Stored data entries
◇ ◇ ◇ ◇ ◇
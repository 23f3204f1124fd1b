//! In-process fake engine (testing only)
//!
//! `FakeEngine` satisfies the [`ContainerEngine`] contract without Docker,
//! git or network. It works on real host directories under a scratch root
//! and simulates the two commands the harness runs:
//!
//! - `make build OS=<os> ARCH=<arch>`: writes `dist/venom.<os>-<arch>` into
//!   the mounted working directory
//! - `/bin/sh -c "<venom> run ./<dir>/<glob> [--html-report]; printf '%d' $? > <file>"`:
//!   expands the glob the way `sh` would, writes one result file per suite
//!   (plus an HTML report) into `$VENOM_OUTPUT_DIR`, and writes the exit
//!   status into the capture file
//!
//! A suite fails when its contents include [`FAILING_SUITE_MARKER`].

use std::path::{Path, PathBuf};
use std::sync::Mutex;
use std::time::Duration;

use async_trait::async_trait;
use serde_json::json;
use uuid::Uuid;

use crate::engine::ContainerEngine;
use crate::error::{EngineError, EngineResult};
use crate::glob::wildcard_match;
use crate::types::{
    ContainerSpec, Directory, ExecOutcome, FetchedSource, ImageRef, ImageSpec, SourceReference,
};

/// Suites containing this text are reported as failed by the fake tool.
pub const FAILING_SUITE_MARKER: &str = "fake-venom: fail";

/// Exit status the fake tool reports when any suite fails.
pub const FAILED_SUITES_EXIT_CODE: i32 = 2;

const DEFAULT_GO_MOD: &str = "module github.com/ovh/venom\n\ngo 1.22.0\n";

/// What the fake shell writes to the exit-code capture file.
#[derive(Debug, Clone, PartialEq, Eq)]
pub enum ExitCapture {
    /// The real exit status, as `printf '%d'` would
    Status,
    /// Nothing: the capture file is never created
    Missing,
    /// Arbitrary contents
    Contents(String),
}

/// Knobs for the fake's behaviour. `Default` is the happy path.
#[derive(Debug, Clone)]
pub struct FakeBehavior {
    /// `go.mod` contents of the fetched tree; `None` leaves it out
    pub go_mod: Option<String>,
    pub revision: String,
    /// Fail `fetch_source` with this reason
    pub fetch_error: Option<String>,
    /// Exit status of the simulated `make build`
    pub build_exit_code: i32,
    /// Whether `make build` leaves the binary in `dist/`
    pub produce_artifact: bool,
    /// Force the tool's exit status regardless of suite outcomes
    pub tool_exit_override: Option<i32>,
    pub exit_capture: ExitCapture,
    /// Fail `exec` outright, as if the runtime were unavailable
    pub runtime_error: Option<String>,
    /// Fail every `read_file` call
    pub fail_reads: bool,
    /// Time every `exec` takes before its command runs; a shorter
    /// `spec.timeout` cuts it off with [`EngineError::TimedOut`]
    pub exec_delay: Option<Duration>,
}

impl Default for FakeBehavior {
    fn default() -> Self {
        FakeBehavior {
            go_mod: Some(DEFAULT_GO_MOD.to_string()),
            revision: "4d1c9a3b7e2f40f5a6b8c9d0e1f2a3b4c5d6e7f8".to_string(),
            fetch_error: None,
            build_exit_code: 0,
            produce_artifact: true,
            tool_exit_override: None,
            exit_capture: ExitCapture::Status,
            runtime_error: None,
            fail_reads: false,
            exec_delay: None,
        }
    }
}

/// Fake engine backed by host directories under `scratch_root`.
#[derive(Debug)]
pub struct FakeEngine {
    scratch_root: PathBuf,
    behavior: FakeBehavior,
    execs: Mutex<Vec<ContainerSpec>>,
    images: Mutex<Vec<ImageSpec>>,
    discarded: Mutex<Vec<Directory>>,
}

impl FakeEngine {
    pub fn new(scratch_root: impl Into<PathBuf>) -> Self {
        Self::with_behavior(scratch_root, FakeBehavior::default())
    }

    pub fn with_behavior(scratch_root: impl Into<PathBuf>, behavior: FakeBehavior) -> Self {
        FakeEngine {
            scratch_root: scratch_root.into(),
            behavior,
            execs: Mutex::new(Vec::new()),
            images: Mutex::new(Vec::new()),
            discarded: Mutex::new(Vec::new()),
        }
    }

    /// Every container spec passed to `exec`, in call order.
    pub fn execs(&self) -> Vec<ContainerSpec> {
        self.execs.lock().unwrap().clone()
    }

    /// Every image successfully built.
    pub fn images(&self) -> Vec<ImageSpec> {
        self.images.lock().unwrap().clone()
    }

    /// Every directory passed to `discard`.
    pub fn discarded(&self) -> Vec<Directory> {
        self.discarded.lock().unwrap().clone()
    }

    fn simulate_build(&self, spec: &ContainerSpec) -> EngineResult<ExecOutcome> {
        if self.behavior.build_exit_code != 0 {
            return Ok(outcome(
                self.behavior.build_exit_code,
                "",
                "make: *** [Makefile:42: build] Error 1",
            ));
        }

        let arg = |key: &str| {
            spec.command
                .iter()
                .find_map(|a| a.strip_prefix(key).map(str::to_string))
        };
        let (os, arch) = match (arg("OS="), arg("ARCH=")) {
            (Some(os), Some(arch)) => (os, arch),
            _ => return Ok(outcome(2, "", "make: OS and ARCH must be set")),
        };

        let workdir = spec
            .workdir
            .as_deref()
            .and_then(|w| spec.resolve_host_path(w))
            .ok_or_else(|| EngineError::InvalidSpec("build workdir is not mounted".into()))?;

        if self.behavior.produce_artifact {
            let dist = workdir.join("dist");
            std::fs::create_dir_all(&dist)?;
            std::fs::write(
                dist.join(format!("venom.{}-{}", os, arch)),
                "#!/bin/sh\necho fake venom\n",
            )?;
        }
        Ok(outcome(0, "go build ok\n", ""))
    }

    fn simulate_tool(&self, spec: &ContainerSpec, script: &str) -> EngineResult<ExecOutcome> {
        let workdir = spec.workdir.clone().unwrap_or_else(|| "/".to_string());
        let in_container = |p: &str| {
            if p.starts_with('/') {
                p.to_string()
            } else {
                format!("{}/{}", workdir.trim_end_matches('/'), p.trim_start_matches("./"))
            }
        };

        let (run, capture) = script
            .split_once(';')
            .ok_or_else(|| EngineError::InvalidSpec(format!("unsupported script: {}", script)))?;
        let args: Vec<&str> = run.split_whitespace().collect();
        let pattern_arg = args
            .iter()
            .find(|a| a.contains('*'))
            .copied()
            .ok_or_else(|| EngineError::InvalidSpec(format!("no suite glob in: {}", run)))?;
        let (suite_dir, pattern) = pattern_arg
            .rsplit_once('/')
            .unwrap_or((".", pattern_arg));
        let html_report = args.contains(&"--html-report");

        let suites_host = spec
            .resolve_host_path(&in_container(suite_dir))
            .ok_or_else(|| EngineError::InvalidSpec(format!("{} is not mounted", suite_dir)))?;
        let suites = expand(&suites_host, pattern)?;

        let output_dir = spec
            .env
            .get("VENOM_OUTPUT_DIR")
            .map(|d| in_container(d.as_str()))
            .unwrap_or_else(|| workdir.clone());
        let output_host = spec
            .resolve_host_path(&output_dir)
            .ok_or_else(|| EngineError::InvalidSpec(format!("{} is not mounted", output_dir)))?;
        std::fs::create_dir_all(&output_host)?;

        let mut failed = 0;
        for suite in &suites {
            let contents = std::fs::read_to_string(suite)?;
            let passed = !contents.contains(FAILING_SUITE_MARKER);
            if !passed {
                failed += 1;
            }
            let name = suite
                .file_stem()
                .map(|s| s.to_string_lossy().to_string())
                .unwrap_or_default();
            let result = json!({
                "name": name,
                "status": if passed { "PASS" } else { "FAIL" },
            });
            std::fs::write(
                output_host.join(format!("test_results_{}.json", name)),
                serde_json::to_vec_pretty(&result).map_err(std::io::Error::other)?,
            )?;
        }
        if html_report {
            std::fs::write(
                output_host.join("test_results.html"),
                format!("<html><body>{} suites, {} failed</body></html>", suites.len(), failed),
            )?;
        }

        let tool_exit = self.behavior.tool_exit_override.unwrap_or(if failed > 0 {
            FAILED_SUITES_EXIT_CODE
        } else {
            0
        });

        if let Some((_, target)) = capture.rsplit_once('>') {
            let capture_host = spec
                .resolve_host_path(&in_container(target.trim()))
                .ok_or_else(|| EngineError::InvalidSpec(format!("{} is not mounted", target)))?;
            match &self.behavior.exit_capture {
                ExitCapture::Status => std::fs::write(capture_host, tool_exit.to_string())?,
                ExitCapture::Contents(raw) => std::fs::write(capture_host, raw)?,
                ExitCapture::Missing => {}
            }
        }

        // The shell's own status is that of its last command.
        Ok(outcome(
            0,
            &format!("• {} suite(s), {} failed\n", suites.len(), failed),
            "",
        ))
    }
}

fn outcome(exit_code: i32, stdout: &str, stderr: &str) -> ExecOutcome {
    ExecOutcome {
        exit_code,
        stdout: stdout.to_string(),
        stderr: stderr.to_string(),
        duration_ms: 1,
    }
}

/// Expand a single-component glob like `sh` (sorted, hidden names skipped),
/// keeping only regular files since each match is read as a suite.
fn expand(dir: &Path, pattern: &str) -> EngineResult<Vec<PathBuf>> {
    if !dir.is_dir() {
        return Ok(Vec::new());
    }
    let mut matches: Vec<PathBuf> = std::fs::read_dir(dir)?
        .filter_map(|e| e.ok())
        .map(|e| e.path())
        .filter(|p| p.is_file())
        .filter(|p| {
            p.file_name()
                .map(|n| wildcard_match(pattern, &n.to_string_lossy()))
                .unwrap_or(false)
        })
        .collect();
    matches.sort();
    Ok(matches)
}

#[async_trait]
impl ContainerEngine for FakeEngine {
    async fn fetch_source(&self, source: &SourceReference) -> EngineResult<FetchedSource> {
        if let Some(reason) = &self.behavior.fetch_error {
            return Err(EngineError::Fetch {
                url: source.url.clone(),
                reason: reason.clone(),
            });
        }

        let tree = self.scratch_dir("source").await?;
        std::fs::write(tree.file("Makefile"), "build:\n\tgo build ./cmd/venom\n")?;
        if let Some(go_mod) = &self.behavior.go_mod {
            std::fs::write(tree.file("go.mod"), go_mod)?;
        }

        Ok(FetchedSource {
            reference: source.clone(),
            revision: self.behavior.revision.clone(),
            tree,
        })
    }

    async fn scratch_dir(&self, label: &str) -> EngineResult<Directory> {
        let path = self.scratch_root.join(format!("{}-{}", label, Uuid::new_v4()));
        std::fs::create_dir_all(&path)?;
        Ok(Directory::new(path))
    }

    async fn read_file(&self, dir: &Directory, relative: &str) -> EngineResult<String> {
        let path = dir.file(relative);
        if self.behavior.fail_reads {
            return Err(EngineError::Runtime(format!(
                "container filesystem unavailable: {}",
                path.display()
            )));
        }
        std::fs::read_to_string(&path).map_err(|_| EngineError::NotFound(path.display().to_string()))
    }

    async fn exec(&self, spec: &ContainerSpec) -> EngineResult<ExecOutcome> {
        spec.validate().map_err(EngineError::InvalidSpec)?;
        self.execs.lock().unwrap().push(spec.clone());

        if let Some(reason) = &self.behavior.runtime_error {
            return Err(EngineError::Runtime(reason.clone()));
        }

        if let Some(delay) = self.behavior.exec_delay {
            match spec.timeout {
                Some(limit) => {
                    if tokio::time::timeout(limit, tokio::time::sleep(delay))
                        .await
                        .is_err()
                    {
                        return Err(EngineError::TimedOut(limit.as_secs()));
                    }
                }
                None => tokio::time::sleep(delay).await,
            }
        }

        match spec.command.first().map(String::as_str) {
            Some("make") => self.simulate_build(spec),
            Some("/bin/sh") | Some("sh") if spec.command.len() == 3 && spec.command[1] == "-c" => {
                self.simulate_tool(spec, &spec.command[2])
            }
            Some(other) => Ok(outcome(127, "", &format!("sh: {}: not found", other))),
            None => Err(EngineError::InvalidSpec("command is empty".into())),
        }
    }

    async fn build_image(&self, spec: &ImageSpec) -> EngineResult<ImageRef> {
        for file in &spec.files {
            if !file.source.is_file() {
                return Err(EngineError::ImageBuild {
                    tag: spec.tag.clone(),
                    reason: format!("COPY failed: {} not found", file.source.display()),
                });
            }
        }
        self.images.lock().unwrap().push(spec.clone());
        Ok(ImageRef(spec.tag.clone()))
    }

    async fn discard(&self, dir: &Directory) -> EngineResult<()> {
        self.discarded.lock().unwrap().push(dir.clone());
        if dir.path().exists() {
            std::fs::remove_dir_all(dir.path())?;
        }
        Ok(())
    }
}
◇ ◇ ◇ ◇ ◇
◆ **What you need to do**
Line count for "limit": determine it from the data and answer with the number by itself.

◆ **Solution**
3